(Stored data entries)
______________________________
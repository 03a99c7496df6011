//! # sync-cycle
//!
//! Runs one sync cycle and exits. Meant to be invoked by cron, a systemd
//! timer or any other scheduler, at most one instance at a time.
//!
//! ```text
//! sync-cycle [--config <path>] [--cleanup-only]
//!
//!   load config ─► open database (migrations) ─► run cycle (slave only)
//!                                              ─► retention sweep
//!                                              ─► print report as JSON
//! ```
//!
//! Log level comes from `RUST_LOG` (default `info`). Logs go to stderr so
//! stdout carries only the report.

use std::path::PathBuf;

use anyhow::{bail, Context};
use serde_json::json;
use tracing::{info, warn};
use tracing_subscriber::EnvFilter;

use syncline_db::{Database, DbConfig};
use syncline_sync::{SyncConfig, SyncOrchestrator};

/// Parsed command line.
#[derive(Debug, Default)]
struct Args {
    config: Option<PathBuf>,
    cleanup_only: bool,
}

impl Args {
    fn parse() -> anyhow::Result<Self> {
        let mut args = Args::default();
        let mut raw = std::env::args().skip(1);

        while let Some(arg) = raw.next() {
            match arg.as_str() {
                "--config" | "-c" => {
                    let path = raw.next().context("--config needs a path")?;
                    args.config = Some(PathBuf::from(path));
                }
                "--cleanup-only" => args.cleanup_only = true,
                "--help" | "-h" => {
                    println!("usage: sync-cycle [--config <path>] [--cleanup-only]");
                    std::process::exit(0);
                }
                other => bail!("unknown argument: {}", other),
            }
        }

        Ok(args)
    }
}

#[tokio::main]
async fn main() -> anyhow::Result<()> {
    tracing_subscriber::fmt()
        .with_env_filter(EnvFilter::try_from_default_env().unwrap_or_else(|_| EnvFilter::new("info")))
        .with_writer(std::io::stderr)
        .with_target(true)
        .init();

    let args = Args::parse()?;

    let config = SyncConfig::load(args.config).context("Failed to load sync configuration")?;
    info!(
        role = %config.role(),
        master = config.base_url().unwrap_or("-"),
        database = %config.database.path.display(),
        "Configuration loaded"
    );

    let db = Database::new(
        DbConfig::new(config.database.path.clone()).track_changes(config.change_log.enabled),
    )
    .await
    .context("Failed to open database")?;

    let sync = SyncOrchestrator::new(config, db.clone()).context("Invalid sync configuration")?;

    let report = if args.cleanup_only {
        None
    } else {
        sync.run_scheduled_cycle().await
    };

    let swept = match sync.cleanup_with_configured_retention().await {
        Ok(deleted) => Some(deleted),
        Err(e) => {
            warn!(error = %e, "Change log cleanup failed");
            None
        }
    };

    let stats = match sync.stats().await {
        Ok(stats) => Some(stats),
        Err(e) => {
            warn!(error = %e, "Could not read change log statistics");
            None
        }
    };

    let output = json!({
        "role": sync.config().role().to_string(),
        "cycle": report,
        "cleaned_up": swept,
        "change_log": stats,
    });
    println!("{}", serde_json::to_string_pretty(&output)?);

    db.close().await;
    Ok(())
}
// =============================================================================
// Tests
// =============================================================================

#[cfg(test)]
mod tests {
    use super::*;
    use crate::pool::{Database, DbConfig};
    use serde_json::json;

    async fn setup() -> (Database, ChangeLogRepository) {
        let db = Database::new(DbConfig::in_memory()).await.unwrap();
        let repo = db.change_log();
        (db, repo)
    }

    async fn count_actionable(repo: &ChangeLogRepository, entity_type: &str, id: &str) -> i64 {
        sqlx::query_scalar(
            "SELECT COUNT(*) FROM sync_change_log \
             WHERE entity_type = ?1 AND entity_id = ?2 AND status IN ('pending', 'failed')",
        )
        .bind(entity_type)
        .bind(id)
        .fetch_one(&repo.pool)
        .await
        .unwrap()
    }

    async fn set_updated_at(repo: &ChangeLogRepository, id: &str, at: DateTime<Utc>) {
        sqlx::query("UPDATE sync_change_log SET updated_at = ?2 WHERE id = ?1")
            .bind(id)
            .bind(at)
            .execute(&repo.pool)
            .await
            .unwrap();
    }

    #[tokio::test]
    async fn test_record_inserts_pending_entry() {
        let (_db, repo) = setup().await;

        let entry = repo
            .record_change("orders", "1", ChangeAction::Create, Some(&json!({"id": 1})))
            .await
            .unwrap()
            .unwrap();

        assert_eq!(entry.status, ChangeStatus::Pending);
        assert_eq!(entry.attempts, 0);
        assert_eq!(entry.payload_json(), Some(json!({"id": 1})));
    }

    #[tokio::test]
    async fn test_create_then_update_collapses_to_create_with_latest_payload() {
        let (_db, repo) = setup().await;

        let first = repo
            .record_change("orders", "1", ChangeAction::Create, Some(&json!({"id": 1, "qty": 1})))
            .await
            .unwrap()
            .unwrap();
        let second = repo
            .record_change("orders", "1", ChangeAction::Update, Some(&json!({"id": 1, "qty": 5})))
            .await
            .unwrap()
            .unwrap();

        assert_eq!(first.id, second.id);
        assert_eq!(second.action, ChangeAction::Create);
        assert_eq!(second.payload_json(), Some(json!({"id": 1, "qty": 5})));
        assert_eq!(count_actionable(&repo, "orders", "1").await, 1);
    }

    #[tokio::test]
    async fn test_any_then_delete_collapses_to_delete() {
        let (_db, repo) = setup().await;

        repo.record_change("orders", "7", ChangeAction::Update, Some(&json!({"id": 7})))
            .await
            .unwrap();
        let entry = repo
            .record_change("orders", "7", ChangeAction::Delete, Some(&json!({"id": 7, "last": true})))
            .await
            .unwrap()
            .unwrap();

        assert_eq!(entry.action, ChangeAction::Delete);
        assert_eq!(entry.payload_json(), Some(json!({"id": 7, "last": true})));
        assert_eq!(count_actionable(&repo, "orders", "7").await, 1);
    }

    #[tokio::test]
    async fn test_collapse_replaces_payload_even_when_absent() {
        let (_db, repo) = setup().await;

        repo.record_change("orders", "3", ChangeAction::Create, Some(&json!({"id": 3, "qty": 1})))
            .await
            .unwrap();
        let entry = repo
            .record_change("orders", "3", ChangeAction::Update, None)
            .await
            .unwrap()
            .unwrap();

        assert_eq!(entry.action, ChangeAction::Create);
        assert_eq!(entry.payload, None);

        let selected = repo.select_actionable("orders").await.unwrap();
        assert_eq!(selected.len(), 1);
        assert_eq!(selected[0].payload, None);
    }

    #[tokio::test]
    async fn test_mutation_on_failed_entry_reopens_it() {
        let (_db, repo) = setup().await;

        let entry = repo
            .record_change("orders", "1", ChangeAction::Update, None)
            .await
            .unwrap()
            .unwrap();
        assert!(repo.mark_syncing(&entry.id).await.unwrap());
        repo.mark_failed(&[entry.id.clone()], "HTTP 500").await.unwrap();

        let reopened = repo
            .record_change("orders", "1", ChangeAction::Update, Some(&json!({"id": 1})))
            .await
            .unwrap()
            .unwrap();

        assert_eq!(reopened.id, entry.id);
        assert_eq!(reopened.status, ChangeStatus::Pending);
        assert_eq!(reopened.error_message, None);
        assert_eq!(reopened.attempts, 1);
    }

    #[tokio::test]
    async fn test_at_most_one_actionable_entry_across_sequences() {
        let (_db, repo) = setup().await;
        let actions = [
            ChangeAction::Create,
            ChangeAction::Update,
            ChangeAction::Update,
            ChangeAction::Delete,
            ChangeAction::Create,
            ChangeAction::Update,
        ];

        for (i, action) in actions.iter().enumerate() {
            let entry = repo
                .record_change("orders", "9", *action, Some(&json!({"id": 9, "v": i})))
                .await
                .unwrap()
                .unwrap();

            // Interleave failed pushes, including a mutation while syncing
            if i % 2 == 1 {
                assert!(repo.mark_syncing(&entry.id).await.unwrap());
                repo.record_change("orders", "9", ChangeAction::Update, None)
                    .await
                    .unwrap();
                repo.mark_failed(&[entry.id], "timeout").await.unwrap();
            }

            assert!(count_actionable(&repo, "orders", "9").await <= 1);
        }

        assert_eq!(count_actionable(&repo, "orders", "9").await, 1);
    }

    #[tokio::test]
    async fn test_failure_while_newer_entry_exists_folds_into_it() {
        let (_db, repo) = setup().await;

        let syncing = repo
            .record_change("orders", "1", ChangeAction::Create, Some(&json!({"id": 1})))
            .await
            .unwrap()
            .unwrap();
        assert!(repo.mark_syncing(&syncing.id).await.unwrap());

        let newer = repo
            .record_change("orders", "1", ChangeAction::Update, Some(&json!({"id": 1, "n": 2})))
            .await
            .unwrap()
            .unwrap();
        assert_ne!(newer.id, syncing.id);

        assert_eq!(repo.mark_failed(&[syncing.id.clone()], "HTTP 503").await.unwrap(), 1);

        assert!(repo.find(&syncing.id).await.unwrap().is_none());
        let folded = repo.find(&newer.id).await.unwrap().unwrap();
        assert_eq!(folded.action, ChangeAction::Create);
        assert_eq!(folded.status, ChangeStatus::Pending);
        assert_eq!(folded.error_message.as_deref(), Some("HTTP 503"));
        assert_eq!(folded.attempts, 1);
        assert_eq!(folded.payload_json(), Some(json!({"id": 1, "n": 2})));
    }

    #[tokio::test]
    async fn test_select_actionable_oldest_first_and_skips_other_states() {
        let (_db, repo) = setup().await;

        let a = repo
            .record_change("orders", "1", ChangeAction::Create, None)
            .await
            .unwrap()
            .unwrap();
        let b = repo
            .record_change("orders", "2", ChangeAction::Create, None)
            .await
            .unwrap()
            .unwrap();
        let c = repo
            .record_change("orders", "3", ChangeAction::Create, None)
            .await
            .unwrap()
            .unwrap();
        repo.record_change("customers", "1", ChangeAction::Create, None)
            .await
            .unwrap();

        // b fails, c completes
        repo.mark_syncing(&b.id).await.unwrap();
        repo.mark_failed(&[b.id.clone()], "boom").await.unwrap();
        repo.mark_syncing(&c.id).await.unwrap();
        repo.mark_completed(&[c.id.clone()]).await.unwrap();

        let selected = repo.select_actionable("orders").await.unwrap();
        let ids: Vec<_> = selected.iter().map(|e| e.id.clone()).collect();
        assert_eq!(ids, vec![a.id, b.id]);
        assert_eq!(selected[1].status, ChangeStatus::Failed);
    }

    #[tokio::test]
    async fn test_mark_syncing_claims_once() {
        let (_db, repo) = setup().await;

        let entry = repo
            .record_change("orders", "1", ChangeAction::Create, None)
            .await
            .unwrap()
            .unwrap();

        assert!(repo.mark_syncing(&entry.id).await.unwrap());
        assert!(!repo.mark_syncing(&entry.id).await.unwrap());

        let claimed = repo.find(&entry.id).await.unwrap().unwrap();
        assert_eq!(claimed.status, ChangeStatus::Syncing);
        assert_eq!(claimed.attempts, 1);
        assert!(claimed.last_attempt_at.is_some());
    }

    #[tokio::test]
    async fn test_completed_clears_error_and_failed_is_reselected() {
        let (_db, repo) = setup().await;

        let entry = repo
            .record_change("orders", "1", ChangeAction::Create, None)
            .await
            .unwrap()
            .unwrap();

        repo.mark_syncing(&entry.id).await.unwrap();
        repo.mark_failed(&[entry.id.clone()], "HTTP 502").await.unwrap();
        let failed = repo.find(&entry.id).await.unwrap().unwrap();
        assert_eq!(failed.status, ChangeStatus::Failed);
        assert_eq!(failed.error_message.as_deref(), Some("HTTP 502"));

        assert_eq!(repo.select_actionable("orders").await.unwrap().len(), 1);
        assert!(repo.mark_syncing(&entry.id).await.unwrap());
        assert_eq!(repo.mark_completed(&[entry.id.clone()]).await.unwrap(), 1);

        let done = repo.find(&entry.id).await.unwrap().unwrap();
        assert_eq!(done.status, ChangeStatus::Completed);
        assert_eq!(done.error_message, None);
        assert_eq!(done.attempts, 2);
        assert!(repo.select_actionable("orders").await.unwrap().is_empty());
    }

    #[tokio::test]
    async fn test_sweep_deletes_only_old_completed_entries() {
        let (_db, repo) = setup().await;
        let old = Utc::now() - Duration::days(10);

        let mut completed = Vec::new();
        for i in 0..5 {
            let entry = repo
                .record_change("orders", &i.to_string(), ChangeAction::Create, None)
                .await
                .unwrap()
                .unwrap();
            repo.mark_syncing(&entry.id).await.unwrap();
            repo.mark_completed(&[entry.id.clone()]).await.unwrap();
            completed.push(entry.id);
        }
        for id in &completed[..3] {
            set_updated_at(&repo, id, old).await;
        }

        // Two pending entries, one of them old
        let pending = repo
            .record_change("orders", "p1", ChangeAction::Create, None)
            .await
            .unwrap()
            .unwrap();
        set_updated_at(&repo, &pending.id, old).await;
        repo.record_change("orders", "p2", ChangeAction::Create, None)
            .await
            .unwrap();

        assert_eq!(repo.sweep(7).await.unwrap(), 3);
        assert_eq!(repo.status_counts(None).await.unwrap().total(), 4);
        assert!(repo.find(&pending.id).await.unwrap().is_some());
    }

    #[tokio::test]
    async fn test_requeue_stale_syncing() {
        let (_db, repo) = setup().await;

        let stale = repo
            .record_change("orders", "1", ChangeAction::Create, None)
            .await
            .unwrap()
            .unwrap();
        let fresh = repo
            .record_change("orders", "2", ChangeAction::Create, None)
            .await
            .unwrap()
            .unwrap();
        repo.mark_syncing(&stale.id).await.unwrap();
        repo.mark_syncing(&fresh.id).await.unwrap();

        sqlx::query("UPDATE sync_change_log SET last_attempt_at = ?2 WHERE id = ?1")
            .bind(&stale.id)
            .bind(Utc::now() - Duration::hours(1))
            .execute(&repo.pool)
            .await
            .unwrap();

        assert_eq!(repo.requeue_stale_syncing(Duration::minutes(5)).await.unwrap(), 1);

        let requeued = repo.find(&stale.id).await.unwrap().unwrap();
        assert_eq!(requeued.status, ChangeStatus::Failed);
        assert_eq!(requeued.error_message.as_deref(), Some(STALE_SYNCING_MESSAGE));
        let untouched = repo.find(&fresh.id).await.unwrap().unwrap();
        assert_eq!(untouched.status, ChangeStatus::Syncing);
    }

    #[tokio::test]
    async fn test_reset_failed_by_type() {
        let (_db, repo) = setup().await;

        for entity_type in ["orders", "customers"] {
            let entry = repo
                .record_change(entity_type, "1", ChangeAction::Create, None)
                .await
                .unwrap()
                .unwrap();
            repo.mark_syncing(&entry.id).await.unwrap();
            repo.mark_failed(&[entry.id], "nope").await.unwrap();
        }

        assert_eq!(repo.reset_failed(Some("orders")).await.unwrap(), 1);

        let orders = repo.status_counts(Some("orders")).await.unwrap();
        assert_eq!(orders.pending, 1);
        assert_eq!(orders.failed, 0);
        let all = repo.status_counts(None).await.unwrap();
        assert_eq!(all.failed, 1);

        let reset = repo.actionable_for("orders", "1").await.unwrap().unwrap();
        assert_eq!(reset.attempts, 0);
        assert_eq!(reset.error_message, None);
    }

    #[tokio::test]
    async fn test_disabled_log_records_nothing() {
        let db = Database::new(DbConfig::in_memory().track_changes(false))
            .await
            .unwrap();
        let repo = db.change_log();

        let recorded = repo
            .record_change("orders", "1", ChangeAction::Create, None)
            .await
            .unwrap();

        assert!(recorded.is_none());
        assert_eq!(repo.status_counts(None).await.unwrap().total(), 0);
    }

    #[tokio::test]
    async fn test_invalid_entity_type_is_rejected_and_track_swallows_it() {
        let (_db, repo) = setup().await;

        assert!(repo
            .record_change("bad name", "1", ChangeAction::Create, None)
            .await
            .is_err());
        assert!(repo
            .track("bad name", "1", ChangeAction::Create, None)
            .await
            .is_none());
    }
}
______________________________
ACTIVITY » Where a line of the entries above holds the word "warn", return that line.

FINISHED TASK »
use tracing::{info, warn};
            warn!(error = %e, "Change log cleanup failed");
            warn!(error = %e, "Could not read change log statistics");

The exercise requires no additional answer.